In the person of Jesus, God is here, present in our midst, walking with us, loving us with a human heart.  Inspired by that love the founder, Jules Chevalier, and all Missionaries of the Sacred Heart, place an important emphasis on the incarnational nature of God’s life and activity among us.  We too are called to follow the way of Jesus in his seeking to know and do the will of his heavenly father, his compassion for the “little one’s”, his integrity and truth-seeking in the realities of life.  Our leadership is charged with promoting this way, living it as missionary witness, and continually reminding us all of why we have desired to share in this common life of mission together.  All this flows from our living of a Spirituality of the Heart, central to our lives as M.S.C..

It is said, “a healthy church is a missionary church”.  Leadership within the Missionaries of the Sacred Heart is underpinned by the principles and practices of; generative listening in Christ, accompaniment of members and others in their lived realities, communal discernment, accountability and transparency, co-responsibility, and subsidiarity.  

Of course, the Mission is not separate from the members, but is embodied in them and through their ministry.  Our Constitutions speak of “Brotherhood in Mission”, so, the vision of leadership is not one of walking in front of the Society, province, community, member, waving the flag, but rather, to discern, discover and encourage from within and among, to help all see the directions we are moving in. This highlights an aspect which is all too often forgotten – the leadership of the members.  Experience informs us that the mission is best promoted when our people have the freedom to choose their involvement in it, with a clear understanding of that involvement serving the whole, rather than being self-referential.  We seek to be co-creators of the realities we work in, ushering forth a new world modelled on the heart of Christ.

Just days before the conclave that elected him as Pope, Cardinal Bergoglio told the gathered Cardinals, “Evangelizing presupposes a desire in the church to come out of herself. The church is called to come out of herself and to go to the peripheries, not only geographically, but also the existential peripheries.”  

M.S.C. leadership calls us to come out of ourselves. Coming out of ourselves is why we are M.S.C.. This is the ecstatic nature of religious vocation, to go out beyond ourselves, as did Jesus, following him. Jesus is at the door of our hearts, knocking, not so he can get out, but so that we will come and join him.  

Fr. Abzalón Alvarado Tovar – Superior General of the MSC

As leaders within the Society we are frequently called to the peripheries. We know the experience and how challenging it can be. Jules Chevalier recognised the egocentrism and religious indifference of his time; the mal moderne. In our time a new paradigm of leadership emerges that challenges that mal moderne.  The General Leadership Team began to engage with this when it took office and this has sharpened the focus of accompaniment of leaders and members across the Society. 

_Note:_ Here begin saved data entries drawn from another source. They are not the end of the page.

//! Error types for matrix configuration and matrix use
//!
//! Configuration problems are reported once, when a feature specification is
//! resolved. Everything else is a runtime error raised by a single operation.

use crate::features::{Density, Format, Shape};

/// Which dimension-like feature a configuration error refers to
#[derive(Debug, Clone, Copy, PartialEq, Eq, Hash)]
#[cfg_attr(feature = "serde", derive(serde::Serialize, serde::Deserialize))]
pub enum DimensionKind {
    Rows,
    Cols,
    Order,
    Diags,
}

impl core::fmt::Display for DimensionKind {
    fn fmt(&self, f: &mut core::fmt::Formatter<'_>) -> core::fmt::Result {
        let name = match self {
            DimensionKind::Rows => "rows",
            DimensionKind::Cols => "cols",
            DimensionKind::Order => "order",
            DimensionKind::Diags => "diags",
        };
        write!(f, "{name}")
    }
}

/// Errors raised while resolving a feature specification
#[derive(Debug, Clone, Copy, PartialEq, Eq)]
pub enum ConfigError {
    /// The index type must be an integer type
    IndexTypeNotIntegral,
    /// The format (or its absence) is not legal for the shape
    IllegalFormatForShape {
        shape: Shape,
        format: Option<Format>,
    },
    /// Coordinate formats need sparse density, the array format needs dense
    DensityFormatMismatch { density: Density, format: Format },
    /// A dimension was declared static without a value
    DimensionNotSpecified(DimensionKind),
    /// A static dimension must be strictly positive
    NonPositiveDimension(DimensionKind),
    /// A scalar shape was declared with a static value but no number
    ScalarValueNotSpecified,
    /// The hash dictionary needs a positive width
    ZeroHashWidth,
    /// A fixed-capacity allocation needs a positive size
    ZeroFixedSize,
    /// Growth ratio must be positive and the increment non-negative
    InvalidGrowth,
    /// A square shape was instantiated with different row and column counts
    NonSquareExtent { rows: usize, cols: usize },
    /// An instance argument contradicts a static dimension
    StaticDimensionMismatch {
        kind: DimensionKind,
        expected: usize,
        found: usize,
    },
    /// The declared element type differs from the Rust element type
    ElementTypeMismatch,
    /// No storage strategy exists for the resolved combination
    NoStorageStrategy,
}

impl core::fmt::Display for ConfigError {
    fn fmt(&self, f: &mut core::fmt::Formatter<'_>) -> core::fmt::Result {
        match self {
            ConfigError::IndexTypeNotIntegral => write!(f, "index type must be integral"),
            ConfigError::IllegalFormatForShape { shape, format } => match format {
                Some(format) => write!(f, "format {format} is not legal for shape {shape}"),
                None => write!(f, "shape {shape} requires an explicit format"),
            },
            ConfigError::DensityFormatMismatch { density, format } => {
                write!(f, "format {format} cannot be combined with {density} density")
            }
            ConfigError::DimensionNotSpecified(kind) => {
                write!(f, "static {kind} declared without a number")
            }
            ConfigError::NonPositiveDimension(kind) => {
                write!(f, "{kind} must be strictly positive")
            }
            ConfigError::ScalarValueNotSpecified => {
                write!(f, "static scalar value declared without a number")
            }
            ConfigError::ZeroHashWidth => write!(f, "hash width must be positive"),
            ConfigError::ZeroFixedSize => write!(f, "fixed allocation size must be positive"),
            ConfigError::InvalidGrowth => {
                write!(f, "growth ratio must be positive and growing non-negative")
            }
            ConfigError::NonSquareExtent { rows, cols } => {
                write!(f, "square shape instantiated as {rows}x{cols}")
            }
            ConfigError::StaticDimensionMismatch {
                kind,
                expected,
                found,
            } => write!(f, "static {kind} is {expected}, argument was {found}"),
            ConfigError::ElementTypeMismatch => {
                write!(f, "element type does not match the requested Rust type")
            }
            ConfigError::NoStorageStrategy => {
                write!(f, "no storage strategy for the resolved configuration")
            }
        }
    }
}

/// Arithmetic operation named in compatibility errors
#[derive(Debug, Clone, Copy, PartialEq, Eq, Hash)]
#[cfg_attr(feature = "serde", derive(serde::Serialize, serde::Deserialize))]
pub enum Operation {
    Add,
    Subtract,
    Multiply,
    Assign,
}

impl core::fmt::Display for Operation {
    fn fmt(&self, f: &mut core::fmt::Formatter<'_>) -> core::fmt::Result {
        let name = match self {
            Operation::Add => "addition",
            Operation::Subtract => "subtraction",
            Operation::Multiply => "multiplication",
            Operation::Assign => "assignment",
        };
        write!(f, "{name}")
    }
}

/// Coarse error taxonomy
#[derive(Debug, Clone, Copy, PartialEq, Eq, Hash)]
pub enum ErrorCategory {
    Configuration,
    Bounds,
    PatternViolation,
    IncompatibleOperands,
    Allocation,
}

/// Errors that can occur while building or using a matrix
#[derive(Debug, Clone, Copy, PartialEq, Eq)]
pub enum MatrixError {
    /// Illegal or inconsistent feature specification
    Configuration(ConfigError),
    /// Index outside `[0, rows) x [0, cols)`
    Bounds {
        row: usize,
        col: usize,
        rows: usize,
        cols: usize,
    },
    /// Nonzero write at a position the storage cannot represent
    PatternViolation { row: usize, col: usize },
    /// Operand extents do not fit the operation
    IncompatibleOperands {
        op: Operation,
        left: (usize, usize),
        right: (usize, usize),
    },
    /// Storage growth failed
    Allocation { requested: usize },
}

impl MatrixError {
    /// Category of this error
    pub fn category(&self) -> ErrorCategory {
        match self {
            MatrixError::Configuration(_) => ErrorCategory::Configuration,
            MatrixError::Bounds { .. } => ErrorCategory::Bounds,
            MatrixError::PatternViolation { .. } => ErrorCategory::PatternViolation,
            MatrixError::IncompatibleOperands { .. } => ErrorCategory::IncompatibleOperands,
            MatrixError::Allocation { .. } => ErrorCategory::Allocation,
        }
    }
}

impl From<ConfigError> for MatrixError {
    fn from(err: ConfigError) -> Self {
        MatrixError::Configuration(err)
    }
}

impl core::fmt::Display for MatrixError {
    fn fmt(&self, f: &mut core::fmt::Formatter<'_>) -> core::fmt::Result {
        match self {
            MatrixError::Configuration(err) => write!(f, "configuration error: {err}"),
            MatrixError::Bounds {
                row,
                col,
                rows,
                cols,
            } => write!(f, "subscripts ({row}, {col}) out of bounds for {rows}x{cols}"),
            MatrixError::PatternViolation { row, col } => {
                write!(f, "position ({row}, {col}) cannot hold a nonzero value")
            }
            MatrixError::IncompatibleOperands { op, left, right } => write!(
                f,
                "argument matrices are incompatible for {op}: {}x{} and {}x{}",
                left.0, left.1, right.0, right.1
            ),
            MatrixError::Allocation { requested } => {
                write!(f, "memory allocation failed ({requested} elements)")
            }
        }
    }
}

#[cfg(feature = "std")]
impl std::error::Error for ConfigError {}

#[cfg(feature = "std")]
impl std::error::Error for MatrixError {}

/// Result type for matrix operations
pub type Result<T> = core::result::Result<T, MatrixError>;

In the Society of the Missionaries of the Sacred Heart, the international Leadership Team, composed of the Superior General and his four Assistants and other members of the General Administration, collaborate with the leadership and members of Provinces, Unions, Sections, Regions, and regional groupings.  We keep our eyes fixed on the “One who first Loved us” (Pope Francis to MSC Chapter 2017) and with the guidance that this gives we work as brothers together in the mission of the heart of Christ.